Decoding calcium oscillation frequency in transcriptional regulation

Cells continuously experience fluctuating intracellular calcium (Ca2+) signals that orchestrate diverse processes such as transcription, proliferation, and apoptosis. Temporal features of Ca2+ dynamics, including oscillation frequency, are hypothesized to encode information, allowing cells to discriminate between relevant and stochastic signals. However, the mechanisms of frequency decoding and their transcriptional consequences remain incompletely understood.
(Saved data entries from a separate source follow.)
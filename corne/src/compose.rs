//! Compose actions: short keystroke scripts which make the host's compose key produce
//! accented characters.
//!
//! The host is configured with ScrollLock as its compose key, so `é` is typed as
//! ScrollLock, `'`, `e`.

use heapless::Vec;

use crate::keycode::{KeyCode, from_ascii};

// Max number of primitive operations of one compose action
pub(crate) const COMPOSE_MAX_OPERATIONS: usize = 32;

/// The compose key of the host
pub const COMPOSE_KEY: KeyCode = KeyCode::ScrollLock;

/// One step of a compose action
#[derive(Clone, Copy, Debug, PartialEq, Eq)]
#[cfg_attr(feature = "defmt", derive(defmt::Format))]
pub enum ComposeStep {
    /// Tap a key
    Tap(KeyCode),
    /// Type ascii text, shifting characters when needed
    Text(&'static str),
    /// Hold a modifier key while the inner steps run, then release it
    WithModifier(KeyCode, &'static [ComposeStep]),
}

/// A named sequence of compose steps
#[derive(Clone, Copy, Debug, PartialEq, Eq)]
#[cfg_attr(feature = "defmt", derive(defmt::Format))]
pub struct ComposeAction {
    pub name: &'static str,
    pub steps: &'static [ComposeStep],
}

impl ComposeAction {
    pub const fn new(name: &'static str, steps: &'static [ComposeStep]) -> Self {
        Self { name, steps }
    }

    /// Expand the action into primitive keyboard operations.
    ///
    /// Every `Press` of a modifier is followed by its `Release` in the same expansion.
    pub fn expand(&self) -> Result<Vec<MacroOperation, COMPOSE_MAX_OPERATIONS>, ComposeError> {
        let mut operations = Vec::new();
        expand_steps(self.steps, &mut operations)?;
        Ok(operations)
    }
}

/// Primitive keyboard operation of a compose action
#[derive(Clone, Copy, Debug, PartialEq, Eq)]
#[cfg_attr(feature = "defmt", derive(defmt::Format))]
pub enum MacroOperation {
    /// Press a key and keep it pressed
    Press(KeyCode),
    /// Release a pressed key
    Release(KeyCode),
    /// Press and release a key
    Tap(KeyCode),
    /// Tap a key, shifted if the bool is set
    Text(KeyCode, bool),
}

#[derive(Clone, Copy, Debug, PartialEq, Eq)]
#[cfg_attr(feature = "defmt", derive(defmt::Format))]
pub enum ComposeError {
    /// The expansion doesn't fit in the operation buffer
    TooManyOperations,
    /// A text step contains a char which can't be typed
    UnsupportedChar(u8),
    /// No compose action with this index
    UnknownAction(u8),
}

fn push(operations: &mut Vec<MacroOperation, COMPOSE_MAX_OPERATIONS>, op: MacroOperation) -> Result<(), ComposeError> {
    operations.push(op).map_err(|_| ComposeError::TooManyOperations)
}

fn expand_steps(
    steps: &[ComposeStep],
    operations: &mut Vec<MacroOperation, COMPOSE_MAX_OPERATIONS>,
) -> Result<(), ComposeError> {
    for step in steps {
        match *step {
            ComposeStep::Tap(key) => push(operations, MacroOperation::Tap(key))?,
            ComposeStep::Text(text) => {
                for &c in text.as_bytes() {
                    let (key, shifted) = from_ascii(c);
                    if key == KeyCode::No {
                        return Err(ComposeError::UnsupportedChar(c));
                    }
                    push(operations, MacroOperation::Text(key, shifted))?;
                }
            }
            ComposeStep::WithModifier(modifier, inner) => {
                push(operations, MacroOperation::Press(modifier))?;
                expand_steps(inner, operations)?;
                push(operations, MacroOperation::Release(modifier))?;
            }
        }
    }
    Ok(())
}

#[cfg(test)]
mod tests {
    use super::*;

    const TREMA_E: ComposeAction = ComposeAction::new(
        "trema_e",
        &[
            ComposeStep::Tap(COMPOSE_KEY),
            ComposeStep::WithModifier(KeyCode::LShift, &[ComposeStep::Tap(KeyCode::Quote)]),
            ComposeStep::Text("e"),
        ],
    );

    #[test]
    fn test_expand_trema() {
        let ops = TREMA_E.expand().unwrap();
        assert_eq!(
            ops.as_slice(),
            &[
                MacroOperation::Tap(KeyCode::ScrollLock),
                MacroOperation::Press(KeyCode::LShift),
                MacroOperation::Tap(KeyCode::Quote),
                MacroOperation::Release(KeyCode::LShift),
                MacroOperation::Text(KeyCode::E, false),
            ]
        );
    }

    #[test]
    fn test_every_press_is_released() {
        const NESTED: ComposeAction = ComposeAction::new(
            "nested",
            &[ComposeStep::WithModifier(
                KeyCode::LCtrl,
                &[ComposeStep::WithModifier(KeyCode::LShift, &[ComposeStep::Text("C")])],
            )],
        );
        let ops = NESTED.expand().unwrap();
        let mut held: std::vec::Vec<KeyCode> = std::vec::Vec::new();
        for op in ops.iter() {
            match op {
                MacroOperation::Press(k) => held.push(*k),
                MacroOperation::Release(k) => assert_eq!(held.pop(), Some(*k)),
                _ => {}
            }
        }
        assert!(held.is_empty());
    }

    #[test]
    fn test_expand_errors() {
        const LONG: ComposeAction = ComposeAction::new("long", &[ComposeStep::Text("abcdefghijklmnopqrstuvwxyz0123456789")]);
        assert_eq!(LONG.expand(), Err(ComposeError::TooManyOperations));
        const BAD: ComposeAction = ComposeAction::new("bad", &[ComposeStep::Text("é")]);
        assert_eq!(BAD.expand(), Err(ComposeError::UnsupportedChar(0xC3)));
    }
}
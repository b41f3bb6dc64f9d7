use embassy_time::Instant;

/// A key state change reported by the matrix scanner.
#[derive(Clone, Copy, Debug, PartialEq, Eq)]
#[cfg_attr(feature = "defmt", derive(defmt::Format))]
pub struct KeyEvent {
    pub row: u8,
    pub col: u8,
    pub pressed: bool,
    /// When the scanner observed the change
    pub time: Instant,
}

impl KeyEvent {
    pub fn new(row: u8, col: u8, pressed: bool, time: Instant) -> Self {
        Self { row, col, pressed, time }
    }

    pub fn pos(&self) -> KeyPos {
        KeyPos {
            row: self.row,
            col: self.col,
        }
    }
}

/// A physical key position in the matrix.
#[derive(Clone, Copy, Debug, PartialEq, Eq)]
#[cfg_attr(feature = "defmt", derive(defmt::Format))]
pub struct KeyPos {
    pub row: u8,
    pub col: u8,
}

impl KeyPos {
    pub const fn new(row: u8, col: u8) -> Self {
        Self { row, col }
    }
}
To address this, we investigated how defined Ca2+ oscillation frequencies are translated into signaling cascades and gene expression programs in human non-excitable cells. Using optogenetic control of melanopsin-mediated Ca2+ influx, we induced slow (8 mHz) or fast (15 mHz) oscillations with identical single-pulse kinetics to isolate the effect of frequency. We found that TNF and IL8 transcription via NFkB displayed sigmoidal frequency dependence, strictly requiring regular periodic stimulation, while random or low-frequency inputs with equal cumulative Ca2+ exposure were ineffective. Bulk RNA sequencing revealed a MYC-centered transcriptional response, with 116 of 215 differentially expressed genes predicted as MYC targets, despite unchanged MYC mRNA levels. Label-free phosphoproteomics identified PRKDC, CHEK2 and ATM as the top upstream kinases, forming a network linking Ca2+ oscillations to cell cycle and stress signaling. These findings demonstrate that cells can decode Ca2+ oscillation frequency through a multi-kinase network that tunes transcription via NFkB and MYC, providing mechanistic insight into how temporal dynamics of second messengers shape cellular decision-making.